PanK4 Identified as Regulator of Glucose and Lipid Metabolism

Dr. Ina Henkel Presse- und Öffentlichkeitsarbeit
Deutsches Institut für Ernährungsforschung Potsdam-Rehbrücke

Physical activity is not only important for fitness but also for overall health. This is confirmed by a new study conducted under the leadership of Prof. Dr. Maximilian Kleinert at the German Institute of Human Nutrition Potsdam-Rehbruecke (DIfE). His team identified PanK4 as a key regulator of energy metabolism in skeletal muscle, regulating glucose uptake and fatty acid oxidation and being activated by physical exercise. The study suggests that PanK4 could be a promising approach for treating metabolic disorders such as type 2 diabetes. The findings were published in the journal Nature Communications.

Skeletal muscle accounts for 30 to 40 percent of body weight and is critical for maintaining healthy glucose and lipid metabolism. Impairment in the skeletal muscle's capacity to efficiently use or store glucose can disturb overall glucose homeostasis, potentially resulting in insulin resistance – a major risk factor for type 2 diabetes. Nevertheless, there are only a few therapeutic options that target musculature to treat metabolic disorders.

Studies in Humans and Mice

Physical activity enhances glucose uptake in muscles and promotes metabolic flexibility. Therefore, it is an effective method for improving glucose metabolism, particularly in insulin resistance and type 2 diabetes. However, the underlying molecular mechanisms are largely unknown. These mechanisms were the focus of investigations by a broad international research team, including scientists from the German Center for Diabetes Research (DZD), coordinated by Prof. Dr. Maximilian Kleinert, head of the Department of Molecular Physiology of Exercise and Nutrition at the DIfE. Using modern mass spectrometric methods, the team successfully identified proteins that are phosphorylated in human and animal muscles following physical exercise. One of these proteins is pantothenate kinase 4 (PanK4).

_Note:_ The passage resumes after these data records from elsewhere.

//! Crypto error types.

use thiserror::Error;

/// Cryptographic operation errors.
#[derive(Debug, Error, Clone, PartialEq, Eq)]
pub enum CryptoError {
    /// Signature component out of range or structurally invalid.
    #[error("invalid signature format")]
    InvalidSignature,

    /// S component in the upper half of the curve order (EIP-2).
    #[error("malleable signature: S value too high")]
    MalleableSignature,

    /// Recovery id is not one of 0, 1, 27, 28.
    #[error("invalid recovery id: {0}")]
    InvalidRecoveryId(u8),

    /// Public key recovery failed for the given digest and signature.
    #[error("public key recovery failed")]
    RecoveryFailed,

    /// Secret key bytes do not form a valid scalar.
    #[error("invalid private key")]
    InvalidPrivateKey,
}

To elucidate the role of PanK4 in regulating energy metabolism in skeletal muscle, Kleinert and his team utilized various genetic mouse models (knockout and overexpression) to conduct comprehensive physiological investigations. These studies included treadmill running experiments and glucose tolerance tests to assess metabolic function. Furthermore, the researchers analyzed human muscle tissue samples obtained post-exercise, conducted metabolic analyses, and utilized advanced molecular biological techniques such as RNA sequencing and protein analyses.

Mice Lacking PanK4 are Struggling

The researchers observed that the general absence of PanK4 in mice resulted in reduced growth and decreased skeletal muscle mass, among other effects. Furthermore, animals with a muscle-specific deficiency of PanK4 exhibited an increased fat content and impaired fatty acid oxidation within the muscle tissue. Metabolomic analyses indicated that PanK4 plays a critical role in regulating acetyl-CoA levels in skeletal muscle. The absence of PanK4 led to a significant increase in acetyl-CoA, which disrupted the regulation of fatty acid oxidation and glucose metabolism. During training studies with mice specifically lacking PanK4 in their muscles, this was manifested by reduced glucose uptake during insulin stimulation and muscle contraction.

In contrast, mice with overexpression of PanK4 showed a significant improvement in glucose uptake in the muscles and a reduction in acetyl-CoA levels, underscoring the importance of PanK4 as a regulator of glucose metabolism. These results suggest that PanK4 plays a key role in maintaining metabolic flexibility, particularly in terms of the simultaneous utilization of fatty acids and glucose as energy sources.

Novel Therapeutical Approaches

Identifying PanK4 as a key regulator of muscle metabolism offers a promising new avenue for therapeutic interventions. According to Kleinert, "PanK4's significance in metabolism places it alongside established key players like mTOR, AMPK, and Akt. Targeted modulation of PanK4 could potentially improve metabolic health and support blood sugar control, making it a promising target for therapies aimed at treating metabolic disorders such as type 2 diabetes."

Furthermore, the finding that PanK4 is activated by physical activity and enhances energy metabolism in muscles underscores the importance of regular exercise for overall health. Kleinert emphasizes, "Regular physical activity not only enhances fitness but also has profound effects on metabolism, which can serve as a motivating factor for adopting an active lifestyle."

Role of PanK4 to be Further Investigated

Kleinert and his team plan to conduct further investigations to understand the precise mechanisms by which the phosphorylation of PanK4 by exercise or insulin modulates its activity. Specifically, they aim to elucidate how this phosphorylation event influences the regulation of acetyl-CoA levels and metabolic flexibility in skeletal muscle. Moreover, the role of PanK4 in other tissues, including the hypothalamus, and its impact on systemic energy homeostasis will be explored in greater detail.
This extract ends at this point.